Young: We have to start turning our own relatives in

City Council reacts as Baltimore’s homicides top 100 so far this year

Above: Three homicides today pushed the city past a grim milestone. (Fern Shen)

As falls to him as chairman of the Public Safety Committee at each City Council meeting, Councilman Brandon Scott must raise an unpleasant topic.

And with today’s news in particular, there was no smooth segue:

“Not to be a wet blanket,” Scott began at this evening’s meeting.

He went on to note that the three shooting deaths recorded as homicides today bring the city’s total to 101.

“It’s the first time in [nearly] two decades we reached that number this quick,” Scott said. The last time Baltimore had 100 homicides before the end of April was in 1998.

“This is not normal.
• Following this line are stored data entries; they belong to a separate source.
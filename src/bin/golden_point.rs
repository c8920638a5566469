//! Print the reference scenario used as a regression value
//!
//! 120 months of 1,000/month at 6.5%, 64,650 needed, 4.5% loan, 26% tax.
//! Pass --json for machine-readable output.

use fido_liquidation::scenario::{evaluate_point_detailed, GridPoint, PointOutcome, ScenarioConfig};
use std::env;

fn main() -> anyhow::Result<()> {
    env_logger::init();

    let json_output = env::args().any(|arg| arg == "--json");
    let config = ScenarioConfig::default_mortgage();
    let point = GridPoint::new(0.045, 0.065, 1000.0);

    let outcome = evaluate_point_detailed(point, &config)?;

    if json_output {
        println!("{}", serde_json::to_string_pretty(&outcome)?);
        return Ok(());
    }

    match outcome {
        PointOutcome::Evaluated(eval) => {
            println!("Capital at mortgage: {:.17}", eval.capital_at_mortgage);
            println!("Months to repay:     {:.17}", eval.months_to_repay);
            println!("Loan wealth:         {:.17}", eval.leverage_wealth);
            println!("Liquidation wealth:  {:.17}", eval.liquidation.total);
            println!("Difference:          {:.17}", eval.difference);
        }
        PointOutcome::NonViable { reason, .. } => {
            anyhow::bail!("reference scenario is not viable: {}", reason);
        }
    }
    Ok(())
}
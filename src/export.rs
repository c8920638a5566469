//! Static exports of analysis views (CSV and JSON)
//!
//! Files are meant for an external plotting tool. Non-viable cells are written
//! as empty fields in CSV and `null` in JSON.

use chrono::{DateTime, Utc};
use serde::Serialize;
use std::fs::{self, File};
use std::io::{BufWriter, Write};
use std::path::{Path, PathBuf};
use thiserror::Error;

use crate::analysis::{AnalysisView, SensitivityView, SurfaceView};

#[derive(Debug, Error)]
pub enum ExportError {
    #[error("I/O error: {0}")]
    Io(#[from] std::io::Error),
    #[error("CSV error: {0}")]
    Csv(#[from] csv::Error),
    #[error("JSON error: {0}")]
    Json(#[from] serde_json::Error),
}

/// Output file format
#[derive(Debug, Clone, Copy, PartialEq, Eq)]
pub enum ExportFormat {
    Csv,
    Json,
}

impl ExportFormat {
    pub fn extension(&self) -> &'static str {
        match self {
            ExportFormat::Csv => "csv",
            ExportFormat::Json => "json",
        }
    }
}

#[derive(Serialize)]
struct SurfaceRow {
    x: f64,
    y: f64,
    z: Option<f64>,
}

#[derive(Serialize)]
struct LineRow<'a> {
    series: &'a str,
    x: f64,
    y: Option<f64>,
}

/// Write a surface in long format: one `x,y,z` row per cell, row-major
pub fn write_surface_csv<W: Write>(view: &SurfaceView, writer: W) -> Result<(), ExportError> {
    let mut csv_writer = csv::Writer::from_writer(writer);
    for ((x, y), z) in view.x.iter().zip(view.y.iter()).zip(view.z.iter()) {
        csv_writer.serialize(SurfaceRow { x: *x, y: *y, z: *z })?;
    }
    csv_writer.flush()?;
    Ok(())
}

/// Write sensitivity lines in long format: one `series,x,y` row per point
pub fn write_sensitivity_csv<W: Write>(view: &SensitivityView, writer: W) -> Result<(), ExportError> {
    let mut csv_writer = csv::Writer::from_writer(writer);
    for series in &view.series {
        for (x, y) in view.x.iter().zip(series.y.iter()) {
            csv_writer.serialize(LineRow { series: &series.label, x: *x, y: *y })?;
        }
    }
    csv_writer.flush()?;
    Ok(())
}

#[derive(Serialize)]
struct JsonEnvelope<'a> {
    generated_at: DateTime<Utc>,
    #[serde(flatten)]
    view: &'a AnalysisView,
}

/// Write a view as pretty JSON, stamped with the generation time
pub fn write_json<W: Write>(view: &AnalysisView, writer: W) -> Result<(), ExportError> {
    let envelope = JsonEnvelope { generated_at: Utc::now(), view };
    serde_json::to_writer_pretty(writer, &envelope)?;
    Ok(())
}

/// Write `view` to `<output_dir>/<stem>.<ext>` and return the path
pub fn export_view(
    view: &AnalysisView,
    output_dir: &Path,
    stem: &str,
    format: ExportFormat,
) -> Result<PathBuf, ExportError> {
    fs::create_dir_all(output_dir)?;
    let path = output_dir.join(format!("{}.{}", stem, format.extension()));
    let mut writer = BufWriter::new(File::create(&path)?);

    match (format, view) {
        (ExportFormat::Csv, AnalysisView::Surface(surface)) => write_surface_csv(surface, &mut writer)?,
        (ExportFormat::Csv, AnalysisView::Sensitivity(lines)) => write_sensitivity_csv(lines, &mut writer)?,
        (ExportFormat::Json, view) => write_json(view, &mut writer)?,
    }
    writer.flush()?;

    log::info!("Wrote {}", path.display());
    Ok(path)
}
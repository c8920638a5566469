//! Closed-form financial primitives
//!
//! Two compounding conventions live side by side here and must stay separate:
//! - Loan amortization uses the nominal monthly rate `annual_rate / 12`
//! - Portfolio growth uses the monthly equivalent of an effective annual
//!   return, `(1 + annual_rate)^(1/12)`

mod loan;
mod growth;
mod liquidation;

pub use loan::loan_repayment_months;
pub use growth::{monthly_growth_factor, lump_sum_future_value, annuity_future_value};
pub use liquidation::{
    liquidation_breakdown, liquidation_future_value, LiquidationBreakdown,
    DEFAULT_CAPITAL_GAIN_TAX_RATE,
};

use thiserror::Error;

/// Violations of the input contract of the financial primitives
#[derive(Debug, Clone, PartialEq, Error)]
pub enum FinanceError {
    #[error("capital before the loan must be positive, got {0}")]
    NonPositiveCapital(f64),
    #[error("effective tax rate {0} leaves nothing to withdraw (must be below 1)")]
    TaxRateAtOrAboveOne(f64),
}
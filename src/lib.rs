//! Loan vs liquidation - wealth comparison for funding a down payment from a portfolio
//!
//! This library provides:
//! - Closed-form loan timing, lump-sum growth and annuity-due growth
//! - Terminal wealth of selling part of the portfolio (with capital-gains tax)
//! - Point evaluation of borrowing against the portfolio vs liquidating it
//! - Two-parameter sweeps of the wealth difference for break-even surfaces
//! - Standard analyses and static CSV/JSON exports for plotting

pub mod finance;
pub mod scenario;
pub mod analysis;
pub mod export;

// Re-export commonly used types
pub use finance::{
    annuity_future_value, liquidation_future_value, loan_repayment_months, lump_sum_future_value,
    FinanceError,
};
pub use scenario::{
    evaluate_point, evaluate_point_detailed, sweep, AxisRole, GridPoint, ScenarioConfig,
    ScenarioError, SweepResult, SweepRoles, WealthDifference,
};
pub use analysis::{AnalysisKind, AnalysisSettings, AnalysisView};
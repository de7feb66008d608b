mod terminal;

pub use terminal::{duration, paint, score_color, score_counts, Color};
//! Data models for study sets

use std::fmt;

use chrono::{DateTime, Utc};
use serde::{Deserialize, Serialize};

/// Stable identifier of a term within a set
#[derive(Debug, Clone, Copy, PartialEq, Eq, PartialOrd, Ord, Hash, Serialize, Deserialize)]
#[serde(transparent)]
pub struct TermId(pub u64);

impl fmt::Display for TermId {
    fn fmt(&self, f: &mut fmt::Formatter<'_>) -> fmt::Result {
        fmt::Display::fmt(&self.0, f)
    }
}

/// Familiarity score of a term. Higher means better known.
#[derive(Debug, Clone, Copy, PartialEq, Eq, PartialOrd, Ord, Hash, Serialize, Deserialize)]
#[serde(transparent)]
pub struct Score(pub u32);

impl Score {
    /// Unseen or struggling terms
    pub const NEW: Score = Score(0);
    /// Lowest score counted as learned
    pub const KNOWN: Score = Score(3);

    /// Review cadence that governs how many terms of this score are drawn
    pub fn tier(self) -> Tier {
        match self.0 {
            0 => Tier::New,
            1 => Tier::Live { divisor: 2 },
            2 => Tier::Live { divisor: 4 },
            k => Tier::Spread {
                span_cycles: 1u32.checked_shl(k - 3).unwrap_or(u32::MAX),
            },
        }
    }

    pub fn is_known(self) -> bool {
        self >= Self::KNOWN
    }
}

impl fmt::Display for Score {
    fn fmt(&self, f: &mut fmt::Formatter<'_>) -> fmt::Result {
        fmt::Display::fmt(&self.0, f)
    }
}

/// Quota rule for a score tier
#[derive(Debug, Clone, Copy, PartialEq, Eq)]
pub enum Tier {
    /// Fixed daily quota of new terms, drawn from the front without rotating
    New,
    /// Live population divided by `divisor`, rounded up
    Live { divisor: u32 },
    /// Baseline population spread evenly over `span_cycles` cycles
    Spread { span_cycles: u32 },
}

/// Per-term review statistics
#[derive(Debug, Clone, Default, PartialEq, Serialize, Deserialize)]
#[serde(rename_all = "camelCase")]
pub struct TermStats {
    /// Number of decks the term appeared in
    #[serde(default)]
    pub seen: u32,
    /// Number of relapses to a lower score
    #[serde(default)]
    pub missed: u32,
    /// When the term first reached a known score without having been missed
    #[serde(default, skip_serializing_if = "Option::is_none")]
    pub learned: Option<DateTime<Utc>>,
}

/// A vocabulary item
#[derive(Debug, Clone, PartialEq, Serialize, Deserialize)]
#[serde(rename_all = "camelCase")]
pub struct Term {
    pub term: String,
    pub definition: String,
    pub score: Score,
    /// Free-form occurrence note shown next to the definition
    #[serde(default, skip_serializing_if = "Option::is_none")]
    pub occurrences: Option<String>,
    /// Source citations used by the study front-end
    #[serde(default, skip_serializing_if = "Vec::is_empty")]
    pub sources: Vec<String>,
    #[serde(default)]
    pub stats: TermStats,
}

impl Term {
    pub fn new(term: String, definition: String, score: Score) -> Self {
        Self {
            term,
            definition,
            score,
            occurrences: None,
            sources: Vec::new(),
            stats: TermStats::default(),
        }
    }
}

/// How relapses are counted against a term
#[derive(Debug, Clone, Copy, PartialEq, Eq, Default, Serialize, Deserialize)]
#[serde(rename_all = "snake_case")]
pub enum MissPolicy {
    /// Every downgrade counts as a miss
    #[default]
    AnyDowngrade,
    /// Only a fall from a known score (>= 3) to an unknown one counts
    KnownRelapse,
}

/// Reset behaviour of one score's queue at cycle boundaries
#[derive(Debug, Clone, PartialEq, Eq, Serialize, Deserialize)]
#[serde(rename_all = "snake_case")]
pub struct ScoreConfig {
    pub score: Score,
    /// Recapture the baseline every `reset_every` cycles
    #[serde(default = "default_reset_every")]
    pub reset_every: u32,
    /// Shuffle the queue when the baseline is recaptured
    #[serde(default)]
    pub shuffle: bool,
}

fn default_reset_every() -> u32 {
    1
}

/// Deck composition parameters of a set
#[derive(Debug, Clone, PartialEq, Serialize, Deserialize)]
#[serde(rename_all = "snake_case")]
pub struct TierConfig {
    /// Number of new (score 0) terms per deck
    #[serde(default = "default_new_quota")]
    pub new_quota: usize,
    /// Sessions per cycle
    #[serde(default = "default_cycle_length")]
    pub cycle_length: u32,
    /// Legacy mode: fill the deck with new terms up to this size instead of `new_quota`
    #[serde(default, skip_serializing_if = "Option::is_none")]
    pub deck_min: Option<usize>,
    #[serde(default)]
    pub miss_policy: MissPolicy,
    #[serde(default = "default_scores")]
    pub scores: Vec<ScoreConfig>,
}

fn default_new_quota() -> usize {
    10
}

fn default_cycle_length() -> u32 {
    30
}

fn default_scores() -> Vec<ScoreConfig> {
    vec![
        ScoreConfig { score: Score(0), reset_every: 1, shuffle: false },
        ScoreConfig { score: Score(1), reset_every: 1, shuffle: false },
        ScoreConfig { score: Score(2), reset_every: 1, shuffle: false },
        ScoreConfig { score: Score(3), reset_every: 1, shuffle: true },
        ScoreConfig { score: Score(4), reset_every: 2, shuffle: true },
    ]
}

impl Default for TierConfig {
    fn default() -> Self {
        Self {
            new_quota: default_new_quota(),
            cycle_length: default_cycle_length(),
            deck_min: None,
            miss_policy: MissPolicy::default(),
            scores: default_scores(),
        }
    }
}

impl TierConfig {
    /// Configuration for `score`, if the set declares one
    pub fn score_config(&self, score: Score) -> Option<&ScoreConfig> {
        self.scores.iter().find(|c| c.score == score)
    }

    pub fn is_configured(&self, score: Score) -> bool {
        self.score_config(score).is_some()
    }

    /// Reset cadence in cycles. Undeclared scores reset once per span.
    pub fn reset_every(&self, score: Score) -> u32 {
        match self.score_config(score) {
            Some(config) => config.reset_every.max(1),
            None => match score.tier() {
                Tier::Spread { span_cycles } => span_cycles.max(1),
                _ => 1,
            },
        }
    }

    pub fn shuffles(&self, score: Score) -> bool {
        self.score_config(score).map(|c| c.shuffle).unwrap_or(false)
    }
}

/// Population of a score captured at a cycle reset
#[derive(Debug, Clone, Copy, PartialEq, Eq, Serialize, Deserialize)]
#[serde(rename_all = "camelCase")]
pub struct Baseline {
    pub count: usize,
    /// Cycle in which the count was captured
    pub since_cycle: u32,
}

/// Position of a set within its review cycles
#[derive(Debug, Clone, PartialEq, Serialize, Deserialize)]
#[serde(rename_all = "camelCase")]
pub struct CycleState {
    /// Current cycle, starting at 1
    pub cycle: u32,
    /// Sessions completed within the current cycle
    pub sessions: u32,
    #[serde(default)]
    pub baselines: std::collections::BTreeMap<Score, Baseline>,
}

impl Default for CycleState {
    fn default() -> Self {
        Self {
            cycle: 1,
            sessions: 0,
            baselines: Default::default(),
        }
    }
}

impl CycleState {
    /// Baseline count for `score`, zero if never captured
    pub fn baseline(&self, score: Score) -> Baseline {
        self.baselines.get(&score).copied().unwrap_or(Baseline {
            count: 0,
            since_cycle: self.cycle,
        })
    }
}

/// Statistics of one completed session
#[derive(Debug, Clone, PartialEq, Serialize, Deserialize)]
#[serde(rename_all = "camelCase")]
pub struct SessionRecord {
    pub id: uuid::Uuid,
    pub started_at: DateTime<Utc>,
    pub finished_at: DateTime<Utc>,
    pub cycle: u32,
    /// 1-based session number within the cycle
    pub session: u32,
    /// Terms drawn per score
    pub deck: std::collections::BTreeMap<Score, usize>,
    /// Score transitions, keyed `"1->2"` for upgrades and `"0<-1"` for downgrades
    pub changes: std::collections::BTreeMap<String, usize>,
    /// Queue sizes after recalibration
    pub score_counts: std::collections::BTreeMap<Score, usize>,
}

impl SessionRecord {
    pub fn duration(&self) -> chrono::Duration {
        self.finished_at - self.started_at
    }

    /// Terms at a known score after this session
    pub fn learned(&self) -> usize {
        self.score_counts
            .iter()
            .filter(|(score, _)| score.is_known())
            .map(|(_, count)| count)
            .sum()
    }

    /// Terms left at score 0 after this session
    pub fn unlearned(&self) -> usize {
        self.score_counts.get(&Score::NEW).copied().unwrap_or(0)
    }
}

#[cfg(test)]
mod tests {
    use super::*;

    #[test]
    fn test_tier_classification() {
        assert_eq!(Score(0).tier(), Tier::New);
        assert_eq!(Score(1).tier(), Tier::Live { divisor: 2 });
        assert_eq!(Score(2).tier(), Tier::Live { divisor: 4 });
        assert_eq!(Score(3).tier(), Tier::Spread { span_cycles: 1 });
        assert_eq!(Score(4).tier(), Tier::Spread { span_cycles: 2 });
        assert_eq!(Score(6).tier(), Tier::Spread { span_cycles: 8 });
        assert_eq!(Score(200).tier(), Tier::Spread { span_cycles: u32::MAX });
    }

    #[test]
    fn test_undeclared_score_resets_once_per_span() {
        let config = TierConfig::default();
        assert_eq!(config.reset_every(Score(4)), 2);
        assert_eq!(config.reset_every(Score(5)), 4);
        assert!(!config.shuffles(Score(5)));
        assert!(config.shuffles(Score(3)));
    }

    #[test]
    fn test_score_keys_roundtrip_through_json() {
        let mut state = CycleState::default();
        state.baselines.insert(Score(3), Baseline { count: 30, since_cycle: 1 });

        let json = serde_json::to_string(&state).unwrap();
        assert!(json.contains("\"3\""));
        let parsed: CycleState = serde_json::from_str(&json).unwrap();
        assert_eq!(parsed, state);
    }

    #[test]
    fn test_tier_config_fills_defaults() {
        let config: TierConfig = serde_json::from_str(r#"{"new_quota": 5}"#).unwrap();
        assert_eq!(config.new_quota, 5);
        assert_eq!(config.cycle_length, 30);
        assert_eq!(config.miss_policy, MissPolicy::AnyDowngrade);
        assert_eq!(config.scores.len(), 5);
    }
}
No one should feel like this is normal,” Scott said, comparing the murder rate in Baltimore so far this year to “the big, bad 90s.”

Stop the Stop-Snitching Culture

Council President Bernard C. “Jack” Young spoke on the issue as well, inveighing against what he said was the failure of residents to give the police information they need to stop the bloodshed.

“This stop-snitching culture in Baltimore has got to stop,” Young said.

If a family member has “an $85,000 car and no job,” Young said, “hold them accountable.”

“We really have to start digging deep and turning in our own relatives,” he added.

Today’s victims include a 33-year-old man shot at about 4:30 a.m. at the intersection of Calvert and Lombard streets and a fatal gunshot victim discovered at about 1:30 p.m. in the 2000 block of Federal Street in East Baltimore.

The third homicide, police said, involved a person who succumbed today to complications from injuries suffered in a 2007 shooting in the 200 block of 21st Street.

Scott, who said he “thinks every day” about ways he can help lessen crime and violence in the city, introduced a measure at tonight’s meeting aimed at addressing it.

Bill 17-0063 would create a 20-member “Citizen’s Advisory Commission for Public Safety” to advise the police department.

The commission would make annual recommendations aimed at “creating consistent positive interactions between police officers and community residents.”